Tribunal de Bobigny, comparutions immédiates du 11 mars 2009
« J’avoue avoir été extrêmement surprise quand le commissariat de Villepinte m’a téléphoné pour m’exposer les raisons de la garde-à-vue de mon client, s’insurge l’avocate de la défense. Mon client a reconnu avoir introduit ce portable au sein de la maison d’arrêt de Villepinte, il est déjà passé en commission disciplinaire au sein de la prison à l’époque des faits, on lui a déjà notifié trente jours de mitard avec sursis, les faits sont anciens, et aujourd’hui, on le défère à nouveau devant votre tribunal pour cette histoire de portable ? Mais, on marche sur la tête ! »

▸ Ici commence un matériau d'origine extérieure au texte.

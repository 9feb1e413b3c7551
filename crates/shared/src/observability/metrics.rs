//! Prometheus 指标模块
//!
//! 基于 metrics crate 和 metrics-exporter-prometheus 实现指标收集与导出。
//! 指标通过独立的 HTTP 端口暴露，供 Prometheus 抓取。
//! 未安装 recorder 时（如单元测试）所有记录函数都是空操作。

use anyhow::Result;
use axum::{Router, routing::get};
use metrics_exporter_prometheus::{PrometheusBuilder, PrometheusHandle};
use std::net::SocketAddr;
use std::sync::OnceLock;
use tokio::net::TcpListener;
use tracing::{error, info};

use super::ObservabilityConfig;

/// 全局 Prometheus handle，用于渲染指标
static PROMETHEUS_HANDLE: OnceLock<PrometheusHandle> = OnceLock::new();

/// Metrics 资源守卫
pub struct MetricsHandle {
    _server_handle: tokio::task::JoinHandle<()>,
}

/// 初始化 Prometheus 指标导出
///
/// 启动一个独立的 HTTP 服务器在指定端口暴露 `/metrics` 端点。
pub async fn init(config: &ObservabilityConfig) -> Result<MetricsHandle> {
    let handle = PrometheusBuilder::new().install_recorder()?;
    let _ = PROMETHEUS_HANDLE.set(handle.clone());

    register_common_metrics(&config.service_name);

    let addr = SocketAddr::from(([0, 0, 0, 0], config.metrics_port));
    let server_handle = start_metrics_server(addr, handle).await?;

    Ok(MetricsHandle {
        _server_handle: server_handle,
    })
}

fn register_common_metrics(service_name: &str) {
    metrics::describe_counter!("http_requests_total", "Total number of HTTP requests");
    metrics::describe_histogram!(
        "http_request_duration_seconds",
        "HTTP request duration in seconds"
    );

    metrics::describe_counter!(
        "ledger_operations_total",
        "Ledger operations by operation and outcome"
    );
    metrics::describe_histogram!(
        "ledger_operation_duration_seconds",
        "Ledger operation duration in seconds"
    );

    metrics::describe_counter!("sync_batches_total", "Reconciliation batches by kind and status");
    metrics::describe_counter!("sync_items_total", "Reconciliation items by kind and outcome");

    metrics::describe_counter!("sms_sends_total", "SMS dispatch attempts by provider and status");
    metrics::describe_counter!("coupons_expired_total", "Coupons moved to EXPIRED by the worker");
    metrics::describe_gauge!("worker_last_run_timestamp", "Unix timestamp of the last worker run");

    metrics::counter!("service_starts_total", "service" => service_name.to_string()).increment(1);
}

async fn start_metrics_server(
    addr: SocketAddr,
    handle: PrometheusHandle,
) -> Result<tokio::task::JoinHandle<()>> {
    let app = Router::new()
        .route("/metrics", get(move || std::future::ready(handle.render())))
        .route("/health", get(|| async { "OK" }));

    let listener = TcpListener::bind(addr).await?;
    info!("Metrics server listening on {}", addr);

    let server_handle = tokio::spawn(async move {
        if let Err(e) = axum::serve(listener, app).await {
            error!("Metrics server error: {}", e);
        }
    });

    Ok(server_handle)
}

/// 获取全局 Prometheus handle（用于自定义渲染）
pub fn get_handle() -> Option<&'static PrometheusHandle> {
    PROMETHEUS_HANDLE.get()
}

// ============================================================================
// 指标记录函数
// ============================================================================

/// 记录 HTTP 请求
#[inline]
pub fn record_http_request(method: &str, path: &str, status: u16, duration_secs: f64) {
    let status_str = status.to_string();
    metrics::counter!(
        "http_requests_total",
        "method" => method.to_string(),
        "path" => path.to_string(),
        "status" => status_str.clone()
    )
    .increment(1);

    metrics::histogram!(
        "http_request_duration_seconds",
        "method" => method.to_string(),
        "path" => path.to_string(),
        "status" => status_str
    )
    .record(duration_secs);
}

/// 记录账本操作
///
/// outcome 取值：created / replayed / 错误码
#[inline]
pub fn record_ledger_operation(operation: &str, outcome: &str, duration_secs: f64) {
    metrics::counter!(
        "ledger_operations_total",
        "operation" => operation.to_string(),
        "outcome" => outcome.to_string()
    )
    .increment(1);

    metrics::histogram!(
        "ledger_operation_duration_seconds",
        "operation" => operation.to_string()
    )
    .record(duration_secs);
}

/// 记录同步批次结果
#[inline]
pub fn record_sync_batch(kind: &str, status: &str, success: u64, failed: u64) {
    metrics::counter!(
        "sync_batches_total",
        "kind" => kind.to_string(),
        "status" => status.to_string()
    )
    .increment(1);

    metrics::counter!(
        "sync_items_total",
        "kind" => kind.to_string(),
        "outcome" => "success"
    )
    .increment(success);

    metrics::counter!(
        "sync_items_total",
        "kind" => kind.to_string(),
        "outcome" => "failed"
    )
    .increment(failed);
}

/// 记录短信发送
#[inline]
pub fn record_sms_send(provider: &str, status: &str) {
    metrics::counter!(
        "sms_sends_total",
        "provider" => provider.to_string(),
        "status" => status.to_string()
    )
    .increment(1);
}

/// 记录过期的优惠券数量
#[inline]
pub fn record_coupons_expired(count: u64) {
    metrics::counter!("coupons_expired_total").increment(count);
}

/// 记录 Worker 最近一次运行时间
#[inline]
pub fn set_worker_last_run(worker: &str) {
    metrics::gauge!("worker_last_run_timestamp", "worker" => worker.to_string())
        .set(chrono::Utc::now().timestamp() as f64);
}

#[cfg(test)]
mod tests {
    use super::*;

    #[test]
    fn test_record_without_recorder_is_noop() {
        record_ledger_operation("earn", "created", 0.01);
        record_sync_batch("coupon", "completed", 3, 1);
        record_sms_send("simulated", "sent");
        record_coupons_expired(2);
        set_worker_last_run("coupon_expiry_worker");
        assert!(get_handle().is_none());
    }
}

Pierre, 38 ans, a les épaules voûtées et le regard vide de celui qui n’est pas vraiment là. En détention provisoire depuis plusieurs mois pour des faits « de nature criminelle », il attend encore de connaître la date de son procès. Le tribunal n’abordera pas aujourd’hui les actes qui lui sont reprochés dans cette affaire, puisque Pierre a été extrait de sa cellule pour d’autres faits. Le 15 décembre dernier, ce détenu s’est frauduleusement fait remettre par une personne extérieure une puce de téléphone : « J’avais trouvé un portable caché dans le téléviseur de ma cellule, dit-il. Ma mère est gravement malade et ne peut se déplacer – cette puce, c’était juste un moyen d’avoir des nouvelles de sa santé ». On ne saura pas grand-chose d’autre sur lui. Si ce n’est que son casier est encore vide (vu qu’il n’a pas été jugé), qu’il a « longtemps été toxicomane », qu’il travaillait jusque-là dans le prêt-à-porter et qu’il touche une pension d’invalidité suite à « un grave accident de moto en 1990 ».
« Les audiences sont déjà suffisamment encombrées comme cela, on ne va pas en plus commencer à s’attarder sur des dossiers qui ont déjà été réglés en interne par les centres pénitentiaires », continue son avocate. Et d’ajouter que des portables, « on en trouve comme on veut en prison, tout le monde le sait, les gardiens le savent et ferment les yeux ». Elle s’emporte, dénonce la « situation de non-droit dans les prisons », revient sur les conditions « effroyables » de détention à Villepinte, comptant « 948 détenus pour 600 places ». Avant de se rasseoir, elle conclue : « Cette comparution, c’est le symbole de la faillite de l’Etat ! Je demande au tribunal toute sa clémence et je lui remets le dossier médical de la mère du prévenu, prouvant ses dires quant à la gravité de son état de santé ». Le procureur, quant à lui, s’esquive : « Je m’en remets au jugement du tribunal », dit-il simplement.
Le jugement. Trois mois de prison ferme avec mandat de dépôt. À l’extérieur du tribunal, l’avocate ne décolère pas : « C’est n’importe quoi ! Sanction de la prison et sanction du Tribunal : pourquoi cette double peine ? En plus, le procureur n’a rien requis ! Un de ses collègues avait pourtant jugé nécessaire de faire comparaître mon client… C’est complètement incohérent ».